Problem details:
Begin with the first line of the listing and quote every line through the one containing "pub fn lock(&self)"; give only those lines.

─── The data

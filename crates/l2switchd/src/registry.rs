//! SwitchRegistry - per-switch forwarding tables.
//!
//! The top-level map is only written when a switch is first seen, so it sits
//! behind a read-write lock. Each table has its own mutex: events for
//! different switches never contend, and a single switch has a single writer
//! as long as its events are processed in order.

use crate::table::{ForwardingTable, LearnOutcome, TableEntry};
use parking_lot::{Mutex, MutexGuard, RwLock};
use sdn_types::{MacAddress, PortNo, SwitchId};
use std::collections::HashMap;
use std::sync::Arc;
use std::time::{Duration, Instant};
use tracing::debug;

/// Shared handle to one switch's forwarding table.
#[derive(Debug, Clone, Default)]
pub struct TableHandle(Arc<Mutex<ForwardingTable>>);

impl TableHandle {
    /// Locks the table for reading or updating.
    pub fn lock(&self) -> MutexGuard<'_, ForwardingTable> {
        self.0.lock()
    }
}

/// Owns the forwarding table of every switch seen by the controller.
#[derive(Debug, Default)]
pub struct SwitchRegistry {
    tables: RwLock<HashMap<SwitchId, TableHandle>>,
    /// Entries older than this are ignored by lookups. `None` disables aging.
    aging: Option<Duration>,
}

impl SwitchRegistry {
    /// Creates a registry that never ages out learned entries.
    pub fn new() -> Self {
        Self::default()
    }

    /// Creates a registry whose lookups ignore entries older than `aging`.
    pub fn with_aging(aging: Option<Duration>) -> Self {
        Self {
            tables: RwLock::new(HashMap::new()),
            aging,
        }
    }

    pub fn aging(&self) -> Option<Duration> {
        self.aging
    }

    /// Returns the table for `switch_id`, creating an empty one if absent.
    pub fn ensure_table(&self, switch_id: SwitchId) -> TableHandle {
        if let Some(table) = self.tables.read().get(&switch_id) {
            return table.clone();
        }

        self.tables
            .write()
            .entry(switch_id)
            .or_insert_with(|| {
                debug!(switch = %switch_id, "Created forwarding table");
                TableHandle::default()
            })
            .clone()
    }

    /// Records `mac` as reachable through `port` on `switch_id`.
    pub fn learn(&self, switch_id: SwitchId, mac: MacAddress, port: PortNo) -> LearnOutcome {
        self.ensure_table(switch_id)
            .lock()
            .learn(mac, port, Instant::now())
    }

    /// Port `mac` was last seen on at `switch_id`, if known.
    ///
    /// Never creates a table.
    pub fn lookup(&self, switch_id: SwitchId, mac: &MacAddress) -> Option<PortNo> {
        self.lookup_at(switch_id, mac, Instant::now())
    }

    /// Lookup evaluated at a given instant (aging is relative to `now`).
    pub fn lookup_at(&self, switch_id: SwitchId, mac: &MacAddress, now: Instant) -> Option<PortNo> {
        let table = self.tables.read().get(&switch_id)?.clone();
        let port = table.lock().lookup_fresh(mac, now, self.aging);
        port
    }

    /// Removes aged-out entries from every table.
    ///
    /// Returns the number of entries removed; always 0 when aging is disabled.
    pub fn expire_stale(&self, now: Instant) -> usize {
        let Some(aging) = self.aging else {
            return 0;
        };

        let tables: Vec<TableHandle> = self.tables.read().values().cloned().collect();
        tables
            .iter()
            .map(|table| table.lock().expire(now, aging))
            .sum()
    }

    /// Number of switches with a table.
    pub fn switch_count(&self) -> usize {
        self.tables.read().len()
    }

    /// Known switches, sorted.
    pub fn switches(&self) -> Vec<SwitchId> {
        let mut switches: Vec<SwitchId> = self.tables.read().keys().copied().collect();
        switches.sort();
        switches
    }

    /// Number of learned entries for `switch_id`, if the switch is known.
    pub fn table_len(&self, switch_id: SwitchId) -> Option<usize> {
        let table = self.tables.read().get(&switch_id)?.clone();
        let len = table.lock().len();
        Some(len)
    }

    /// Copy of the learned entries for `switch_id`.
    pub fn snapshot(&self, switch_id: SwitchId) -> Vec<TableEntry> {
        match self.tables.read().get(&switch_id) {
            Some(table) => table.lock().entries(),
            None => Vec::new(),
        }
    }
}
//! JSON-lines input through the dispatcher to recorded commands.

use pretty_assertions::assert_eq;
use sdn_l2switchd::{
    jsonl, Action, Dispatcher, ForwardingEngine, L2SwitchError, RecordingChannel,
};
use sdn_types::{PortNo, SwitchId};
use std::sync::Arc;
use tokio::sync::mpsc;
use tokio_util::sync::CancellationToken;

fn packet_in(switch: u64, in_port: u32, src: u8, dst: u8) -> String {
    let mut data = vec![0, 0, 0, 0, 0, dst, 0, 0, 0, 0, 0, src, 0x08, 0x00];
    data.extend_from_slice(&[0u8; 46]);
    serde_json::json!({
        "type": "packet_in",
        "datapath_id": switch,
        "in_port": in_port,
        "buffer_id": null,
        "data": data,
    })
    .to_string()
}

fn features(switch: u64) -> String {
    serde_json::json!({ "type": "switch_features", "datapath_id": switch }).to_string()
}

#[tokio::test(flavor = "multi_thread", worker_threads = 2)]
async fn test_two_switches_from_json_lines() {
    let input = [
        features(1),
        features(2),
        packet_in(1, 1, 0x01, 0x02),
        packet_in(2, 5, 0x01, 0x02),
        "garbage".to_string(),
        packet_in(1, 2, 0x02, 0x01),
        packet_in(2, 6, 0x02, 0x01),
    ]
    .join("\n");

    let engine = Arc::new(ForwardingEngine::default());
    let channel = Arc::new(RecordingChannel::new());
    let (tx, rx) = mpsc::channel(4);

    let dispatcher = tokio::spawn(
        Dispatcher::new(Arc::clone(&engine), channel.clone()).run(rx, CancellationToken::new()),
    );
    let forwarded = jsonl::read_events(input.as_bytes(), tx).await.unwrap();
    dispatcher.await.unwrap();

    assert_eq!(forwarded, 6);

    for (switch, first_port) in [(1u64, 1u32), (2, 5)] {
        let commands = channel.commands_for(SwitchId::new(switch));
        assert_eq!(commands.len(), 4, "switch {switch}");
        assert!(commands[0].as_install().is_some());
        assert_eq!(commands[1].as_emit().map(|p| p.action), Some(Action::Flood));
        assert_eq!(
            commands[2].as_install().map(|r| r.action),
            Some(Action::ForwardTo {
                port: PortNo::new(first_port).unwrap()
            })
        );
        assert!(commands[3].as_emit().is_some());
    }

    let stats = engine.stats();
    assert_eq!(stats.switches_connected, 2);
    assert_eq!(stats.frames_processed, 4);
    assert_eq!(stats.flows_installed, 2);
}

#[tokio::test]
async fn test_reader_failure_is_reported_after_dispatcher_drains() {
    let mut input = features(3).into_bytes();
    input.push(b'\n');
    input.extend_from_slice(packet_in(3, 1, 0x01, 0x02).as_bytes());
    input.extend_from_slice(b"\n\xc3\x28\n");

    let engine = Arc::new(ForwardingEngine::default());
    let channel = Arc::new(RecordingChannel::new());
    let (tx, rx) = mpsc::channel(4);
    let cancel = CancellationToken::new();

    let reader = tokio::spawn(async move { jsonl::read_events(input.as_slice(), tx).await });
    Dispatcher::new(Arc::clone(&engine), channel.clone())
        .run(rx, cancel.clone())
        .await;

    // The dispatcher stopped because the reader went away, not on cancel.
    assert!(!cancel.is_cancelled());
    let result = reader.await.unwrap();
    assert!(matches!(result, Err(L2SwitchError::Io(_))));

    // Events read before the failure were still handled.
    assert_eq!(channel.commands_for(SwitchId::new(3)).len(), 2);
    assert_eq!(engine.stats().frames_processed, 1);
}
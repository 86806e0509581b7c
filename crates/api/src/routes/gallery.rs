//! Route definitions for the `/gallery` resource.

use axum::routing::get;
use axum::Router;

use crate::handlers::gallery;
use crate::state::AppState;

/// Routes mounted at `/gallery`.
///
/// ```text
/// GET    /        -> list (?page, limit, categoryId, categoryName, search)
/// POST   /        -> create (secret)
/// GET    /{id}    -> get_by_id
/// PUT    /{id}    -> update (secret)
/// DELETE /{id}    -> delete (secret)
/// ```
pub fn router() -> Router<AppState> {
    Router::new()
        .route("/", get(gallery::list).post(gallery::create))
        .route(
            "/{id}",
            get(gallery::get_by_id)
                .put(gallery::update)
                .delete(gallery::delete),
        )
}
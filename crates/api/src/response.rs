//! Shared response envelope types for API handlers.
//!
//! All API responses use a `{ "data": ... }` envelope. Writes add a
//! human-readable `message`; paginated listings add `pagination`.

use gallery_core::pagination::PageMeta;
use serde::Serialize;

/// Standard `{ "data": T, "message"?: string }` response envelope.
///
/// # Example
///
/// ```ignore
/// Ok(Json(DataResponse::new(items)))
/// ```
#[derive(Debug, Serialize)]
pub struct DataResponse<T: Serialize> {
    pub data: T,
    #[serde(skip_serializing_if = "Option::is_none")]
    pub message: Option<&'static str>,
}

impl<T: Serialize> DataResponse<T> {
    pub fn new(data: T) -> Self {
        Self {
            data,
            message: None,
        }
    }

    pub fn with_message(data: T, message: &'static str) -> Self {
        Self {
            data,
            message: Some(message),
        }
    }
}

/// `{ "data": [T], "pagination": {...} }` envelope for paginated listings.
#[derive(Debug, Serialize)]
pub struct PaginatedResponse<T: Serialize> {
    pub data: Vec<T>,
    pub pagination: PageMeta,
}
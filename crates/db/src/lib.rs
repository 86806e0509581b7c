use sqlx::postgres::PgPoolOptions;

pub mod models;
pub mod repositories;

pub type DbPool = sqlx::PgPool;

/// Create a connection pool from a database URL.
///
/// Fails if the database cannot be reached, so a misconfigured process
/// never starts serving requests.
pub async fn create_pool(database_url: &str, max_connections: u32) -> Result<DbPool, sqlx::Error> {
    PgPoolOptions::new()
        .max_connections(max_connections)
        .connect(database_url)
        .await
}

/// Row counts of both collections.
#[derive(Debug, Clone, Copy, PartialEq, Eq, sqlx::FromRow)]
pub struct StoreStats {
    pub categories: i64,
    pub gallery_images: i64,
}

/// Count categories and gallery images in one round trip.
///
/// Doubles as the liveness probe for the pool.
pub async fn store_stats(pool: &DbPool) -> Result<StoreStats, sqlx::Error> {
    sqlx::query_as::<_, StoreStats>(
        "SELECT \
            (SELECT COUNT(*) FROM categories) AS categories, \
            (SELECT COUNT(*) FROM gallery_images) AS gallery_images",
    )
    .fetch_one(pool)
    .await
}

/// Apply the embedded schema migrations.
pub async fn run_migrations(pool: &DbPool) -> Result<(), sqlx::migrate::MigrateError> {
    sqlx::migrate!("./migrations").run(pool).await
}
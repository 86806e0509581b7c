use std::sync::Arc;

use crate::config::ServerConfig;

/// Shared application state available to all Axum handlers via `State<AppState>`.
///
/// This is cheaply cloneable (inner data is behind `Arc` or is already `Clone`).
#[derive(Clone)]
pub struct AppState {
    /// Database connection pool, opened once at startup.
    pub pool: gallery_db::DbPool,
    /// Server configuration, including the write secret.
    pub config: Arc<ServerConfig>,
}
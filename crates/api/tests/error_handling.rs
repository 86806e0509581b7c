//! Tests for `AppError` → HTTP response mapping.
//!
//! These tests do NOT need an HTTP server -- they call `IntoResponse`
//! directly on `AppError` values.

use axum::http::StatusCode;
use axum::response::IntoResponse;
use gallery_api::error::AppError;
use gallery_core::error::CoreError;
use http_body_util::BodyExt;

/// Helper: convert an `AppError` into its status code and parsed JSON body.
async fn error_to_response(err: AppError) -> (StatusCode, serde_json::Value) {
    let response = err.into_response();
    let status = response.status();
    let bytes = response.into_body().collect().await.unwrap().to_bytes();
    let json: serde_json::Value = serde_json::from_slice(&bytes).unwrap();
    (status, json)
}

#[tokio::test]
async fn not_found_error_returns_404() {
    let err = AppError::Core(CoreError::NotFound {
        entity: "Category",
        id: 42,
    });

    let (status, json) = error_to_response(err).await;

    assert_eq!(status, StatusCode::NOT_FOUND);
    assert_eq!(json["code"], "NOT_FOUND");
    assert_eq!(json["error"], "Category not found");
}

#[tokio::test]
async fn validation_error_returns_400() {
    let err = AppError::Core(CoreError::Validation(
        "Name and description are required".into(),
    ));

    let (status, json) = error_to_response(err).await;

    assert_eq!(status, StatusCode::BAD_REQUEST);
    assert_eq!(json["code"], "VALIDATION_ERROR");
    assert_eq!(json["error"], "Name and description are required");
}

#[tokio::test]
async fn unauthorized_error_returns_401_with_prefix() {
    let err = AppError::Core(CoreError::Unauthorized("Invalid token".into()));

    let (status, json) = error_to_response(err).await;

    assert_eq!(status, StatusCode::UNAUTHORIZED);
    assert_eq!(json["code"], "UNAUTHORIZED");
    assert_eq!(json["error"], "Unauthorized: Invalid token");
}

#[tokio::test]
async fn bad_request_error_returns_400() {
    let err = AppError::BadRequest("invalid field value".into());

    let (status, json) = error_to_response(err).await;

    assert_eq!(status, StatusCode::BAD_REQUEST);
    assert_eq!(json["code"], "BAD_REQUEST");
    assert_eq!(json["error"], "invalid field value");
}

#[tokio::test]
async fn internal_error_returns_500_and_sanitizes_message() {
    let err = AppError::InternalError("secret database credentials leaked".into());

    let (status, json) = error_to_response(err).await;

    assert_eq!(status, StatusCode::INTERNAL_SERVER_ERROR);
    assert_eq!(json["code"], "INTERNAL_ERROR");
    assert_eq!(json["error"], "An internal error occurred");
}

#[tokio::test]
async fn row_not_found_maps_to_404() {
    let (status, json) = error_to_response(AppError::Database(sqlx::Error::RowNotFound)).await;

    assert_eq!(status, StatusCode::NOT_FOUND);
    assert_eq!(json["code"], "NOT_FOUND");
}

#[tokio::test]
async fn other_database_errors_map_to_500() {
    let (status, json) = error_to_response(AppError::Database(sqlx::Error::PoolTimedOut)).await;

    assert_eq!(status, StatusCode::INTERNAL_SERVER_ERROR);
    assert_eq!(json["error"], "An internal error occurred");
}
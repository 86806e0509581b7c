//! Repository layer.
//!
//! Each repository is a zero-sized struct providing async CRUD methods
//! that accept `&PgPool` as the first argument.

pub mod category_repo;
pub mod gallery_image_repo;

pub use category_repo::CategoryRepo;
pub use gallery_image_repo::GalleryImageRepo;
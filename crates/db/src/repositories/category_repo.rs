//! Repository for the `categories` table.

use gallery_core::search::contains_pattern;
use gallery_core::types::DbId;
use sqlx::PgPool;

use crate::models::category::{Category, CreateCategory, UpdateCategory};

/// Column list for categories queries.
const COLUMNS: &str = "id, name, description, image, created_at, updated_at";

/// Provides CRUD operations for categories.
pub struct CategoryRepo;

impl CategoryRepo {
    /// List all categories, newest first.
    pub async fn list(pool: &PgPool) -> Result<Vec<Category>, sqlx::Error> {
        let query = format!("SELECT {COLUMNS} FROM categories ORDER BY created_at DESC, id DESC");
        sqlx::query_as::<_, Category>(&query).fetch_all(pool).await
    }

    /// Find a category by its ID.
    pub async fn find_by_id(pool: &PgPool, id: DbId) -> Result<Option<Category>, sqlx::Error> {
        let query = format!("SELECT {COLUMNS} FROM categories WHERE id = $1");
        sqlx::query_as::<_, Category>(&query)
            .bind(id)
            .fetch_optional(pool)
            .await
    }

    /// Whether a category with this ID exists.
    pub async fn exists(pool: &PgPool, id: DbId) -> Result<bool, sqlx::Error> {
        sqlx::query_scalar::<_, bool>("SELECT EXISTS(SELECT 1 FROM categories WHERE id = $1)")
            .bind(id)
            .fetch_one(pool)
            .await
    }

    /// The oldest category whose name contains `fragment`, ignoring case.
    ///
    /// Ambiguous fragments are not disambiguated; the first match wins.
    pub async fn find_first_by_name(
        pool: &PgPool,
        fragment: &str,
    ) -> Result<Option<Category>, sqlx::Error> {
        let query = format!(
            "SELECT {COLUMNS} FROM categories \
             WHERE name ILIKE $1 \
             ORDER BY created_at ASC, id ASC \
             LIMIT 1"
        );
        sqlx::query_as::<_, Category>(&query)
            .bind(contains_pattern(fragment))
            .fetch_optional(pool)
            .await
    }

    /// Create a new category, returning the created row.
    pub async fn create(pool: &PgPool, input: &CreateCategory) -> Result<Category, sqlx::Error> {
        let query = format!(
            "INSERT INTO categories (name, description, image)
             VALUES ($1, $2, $3)
             RETURNING {COLUMNS}"
        );
        sqlx::query_as::<_, Category>(&query)
            .bind(&input.name)
            .bind(&input.description)
            .bind(input.image.as_deref())
            .fetch_one(pool)
            .await
    }

    /// Overwrite name and description, returning the updated row.
    ///
    /// Returns `None` if no category has this ID.
    pub async fn update(
        pool: &PgPool,
        id: DbId,
        input: &UpdateCategory,
    ) -> Result<Option<Category>, sqlx::Error> {
        let query = format!(
            "UPDATE categories SET
                name = $2,
                description = $3,
                updated_at = NOW()
             WHERE id = $1
             RETURNING {COLUMNS}"
        );
        sqlx::query_as::<_, Category>(&query)
            .bind(id)
            .bind(&input.name)
            .bind(&input.description)
            .fetch_optional(pool)
            .await
    }

    /// Delete a category by ID, returning the deleted row if there was one.
    ///
    /// Gallery images referencing the category are left untouched.
    pub async fn delete(pool: &PgPool, id: DbId) -> Result<Option<Category>, sqlx::Error> {
        let query = format!("DELETE FROM categories WHERE id = $1 RETURNING {COLUMNS}");
        sqlx::query_as::<_, Category>(&query)
            .bind(id)
            .fetch_optional(pool)
            .await
    }
}
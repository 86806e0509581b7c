//! Route definitions for the `/categories` resource.

use axum::routing::get;
use axum::Router;

use crate::handlers::category;
use crate::state::AppState;

/// Routes mounted at `/categories`.
///
/// ```text
/// GET    /        -> list
/// POST   /        -> create (secret)
/// GET    /{id}    -> get_by_id
/// PUT    /{id}    -> update (secret)
/// DELETE /{id}    -> delete (secret)
/// ```
pub fn router() -> Router<AppState> {
    Router::new()
        .route("/", get(category::list).post(category::create))
        .route(
            "/{id}",
            get(category::get_by_id)
                .put(category::update)
                .delete(category::delete),
        )
}
//! Repository for the `gallery_images` table.
//!
//! Reads join `categories` so callers receive [`GalleryImageDetail`] with the
//! category expanded. The join is a LEFT JOIN: images whose category has been
//! deleted are still returned, with `category = None`.

use gallery_core::pagination::PageRequest;
use gallery_core::search::contains_pattern;
use gallery_core::types::DbId;
use sqlx::PgPool;

use crate::models::gallery_image::{
    CreateGalleryImage, GalleryFilter, GalleryImage, GalleryImageDetail, GalleryImagePage,
    GalleryImageRow, UpdateGalleryImage,
};

/// Column list for flat `gallery_images` queries.
const COLUMNS: &str = "id, title, url, category_id, created_at, updated_at";

/// Column list for `g` (images) joined with `c` (categories).
const JOINED_COLUMNS: &str = "\
    g.id, g.title, g.url, g.category_id, g.created_at, g.updated_at, \
    c.id AS cat_id, c.name AS cat_name, c.description AS cat_description, \
    c.image AS cat_image, c.created_at AS cat_created_at, c.updated_at AS cat_updated_at";

/// Provides CRUD and paginated listing for gallery images.
pub struct GalleryImageRepo;

impl GalleryImageRepo {
    /// List one page of images matching `filter`, newest first.
    pub async fn list(
        pool: &PgPool,
        filter: &GalleryFilter,
        page: PageRequest,
    ) -> Result<GalleryImagePage, sqlx::Error> {
        let title_pattern = filter.title_contains.as_deref().map(contains_pattern);

        // Build dynamic WHERE clauses.
        let mut conditions = Vec::new();
        let mut bind_idx = 1u32;

        if filter.category_id.is_some() {
            conditions.push(format!("g.category_id = ${bind_idx}"));
            bind_idx += 1;
        }
        if title_pattern.is_some() {
            conditions.push(format!("g.title ILIKE ${bind_idx}"));
            bind_idx += 1;
        }

        let where_clause = if conditions.is_empty() {
            String::new()
        } else {
            format!("WHERE {}", conditions.join(" AND "))
        };

        let count_query = format!("SELECT COUNT(*) FROM gallery_images g {where_clause}");
        let mut count_q = sqlx::query_scalar::<_, i64>(&count_query);
        if let Some(category_id) = filter.category_id {
            count_q = count_q.bind(category_id);
        }
        if let Some(ref pattern) = title_pattern {
            count_q = count_q.bind(pattern.clone());
        }
        let total = count_q.fetch_one(pool).await?;

        let query = format!(
            "SELECT {JOINED_COLUMNS} \
             FROM gallery_images g \
             LEFT JOIN categories c ON c.id = g.category_id \
             {where_clause} \
             ORDER BY g.created_at DESC, g.id DESC \
             LIMIT ${bind_idx} OFFSET ${next_idx}",
            next_idx = bind_idx + 1,
        );
        let mut q = sqlx::query_as::<_, GalleryImageRow>(&query);
        if let Some(category_id) = filter.category_id {
            q = q.bind(category_id);
        }
        if let Some(ref pattern) = title_pattern {
            q = q.bind(pattern.clone());
        }
        let rows = q
            .bind(page.limit)
            .bind(page.offset())
            .fetch_all(pool)
            .await?;

        Ok(GalleryImagePage {
            items: rows.into_iter().map(GalleryImageDetail::from).collect(),
            total,
        })
    }

    /// Find an image by ID, with its category expanded.
    pub async fn find_by_id(
        pool: &PgPool,
        id: DbId,
    ) -> Result<Option<GalleryImageDetail>, sqlx::Error> {
        let query = format!(
            "SELECT {JOINED_COLUMNS} \
             FROM gallery_images g \
             LEFT JOIN categories c ON c.id = g.category_id \
             WHERE g.id = $1"
        );
        let row = sqlx::query_as::<_, GalleryImageRow>(&query)
            .bind(id)
            .fetch_optional(pool)
            .await?;
        Ok(row.map(GalleryImageDetail::from))
    }

    /// Insert a new image and return it with its category expanded.
    ///
    /// The caller is responsible for checking that the category exists.
    pub async fn create(
        pool: &PgPool,
        input: &CreateGalleryImage,
    ) -> Result<GalleryImageDetail, sqlx::Error> {
        let query = format!(
            "WITH g AS (
                INSERT INTO gallery_images (title, url, category_id)
                VALUES ($1, $2, $3)
                RETURNING {COLUMNS}
             )
             SELECT {JOINED_COLUMNS}
             FROM g LEFT JOIN categories c ON c.id = g.category_id"
        );
        let row = sqlx::query_as::<_, GalleryImageRow>(&query)
            .bind(&input.title)
            .bind(&input.url)
            .bind(input.category_id)
            .fetch_one(pool)
            .await?;
        Ok(row.into())
    }

    /// Apply a partial update and return the image with its category expanded.
    ///
    /// Fields left as `None` keep their current value. Returns `None` if no
    /// image has this ID.
    pub async fn update(
        pool: &PgPool,
        id: DbId,
        input: &UpdateGalleryImage,
    ) -> Result<Option<GalleryImageDetail>, sqlx::Error> {
        let query = format!(
            "WITH g AS (
                UPDATE gallery_images SET
                    title = COALESCE($2, title),
                    url = COALESCE($3, url),
                    category_id = COALESCE($4, category_id),
                    updated_at = NOW()
                WHERE id = $1
                RETURNING {COLUMNS}
             )
             SELECT {JOINED_COLUMNS}
             FROM g LEFT JOIN categories c ON c.id = g.category_id"
        );
        let row = sqlx::query_as::<_, GalleryImageRow>(&query)
            .bind(id)
            .bind(input.title.as_deref())
            .bind(input.url.as_deref())
            .bind(input.category_id)
            .fetch_optional(pool)
            .await?;
        Ok(row.map(GalleryImageDetail::from))
    }

    /// Delete an image by ID, returning the deleted row if there was one.
    pub async fn delete(pool: &PgPool, id: DbId) -> Result<Option<GalleryImage>, sqlx::Error> {
        let query = format!("DELETE FROM gallery_images WHERE id = $1 RETURNING {COLUMNS}");
        sqlx::query_as::<_, GalleryImage>(&query)
            .bind(id)
            .fetch_optional(pool)
            .await
    }
}
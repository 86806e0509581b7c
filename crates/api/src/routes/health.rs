//! Root-level health endpoint.
//!
//! Reports whether the database answers and, when it does, how many
//! categories and gallery images it holds.

use axum::extract::State;
use axum::{routing::get, Json, Router};
use serde::Serialize;

use crate::state::AppState;

/// Payload of `GET /health`. Counts are `null` when the database is down.
#[derive(Debug, Serialize)]
#[serde(rename_all = "camelCase")]
pub struct HealthResponse {
    /// `ok` or `degraded`.
    pub status: &'static str,
    pub version: &'static str,
    pub db_healthy: bool,
    pub categories: Option<i64>,
    pub gallery_images: Option<i64>,
}

impl HealthResponse {
    fn from_stats(stats: Option<gallery_db::StoreStats>) -> Self {
        Self {
            status: if stats.is_some() { "ok" } else { "degraded" },
            version: env!("CARGO_PKG_VERSION"),
            db_healthy: stats.is_some(),
            categories: stats.map(|s| s.categories),
            gallery_images: stats.map(|s| s.gallery_images),
        }
    }
}

async fn health(State(state): State<AppState>) -> Json<HealthResponse> {
    let stats = match gallery_db::store_stats(&state.pool).await {
        Ok(stats) => Some(stats),
        Err(err) => {
            tracing::warn!(error = %err, "Health check could not reach the database");
            None
        }
    };
    Json(HealthResponse::from_stats(stats))
}

/// Routes mounted at the root, outside `/api`.
pub fn router() -> Router<AppState> {
    Router::new().route("/health", get(health))
}
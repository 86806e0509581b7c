//! Row types and request DTOs, one module per table.

pub mod category;
pub mod gallery_image;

──────

Answer for this exercise:
filename crates/l2switchd/src/registry.rs
//! SwitchRegistry - per-switch forwarding tables.
//!
//! The top-level map is only written when a switch is first seen, so it sits
//! behind a read-write lock. Each table has its own mutex: events for
//! different switches never contend, and a single switch has a single writer
//! as long as its events are processed in order.

use crate::table::{ForwardingTable, LearnOutcome, TableEntry};
use parking_lot::{Mutex, MutexGuard, RwLock};
use sdn_types::{MacAddress, PortNo, SwitchId};
use std::collections::HashMap;
use std::sync::Arc;
use std::time::{Duration, Instant};
use tracing::debug;

/// Shared handle to one switch's forwarding table.
#[derive(Debug, Clone, Default)]
pub struct TableHandle(Arc<Mutex<ForwardingTable>>);

impl TableHandle {
    /// Locks the table for reading or updating.
    pub fn lock(&self) -> MutexGuard<'_, ForwardingTable> {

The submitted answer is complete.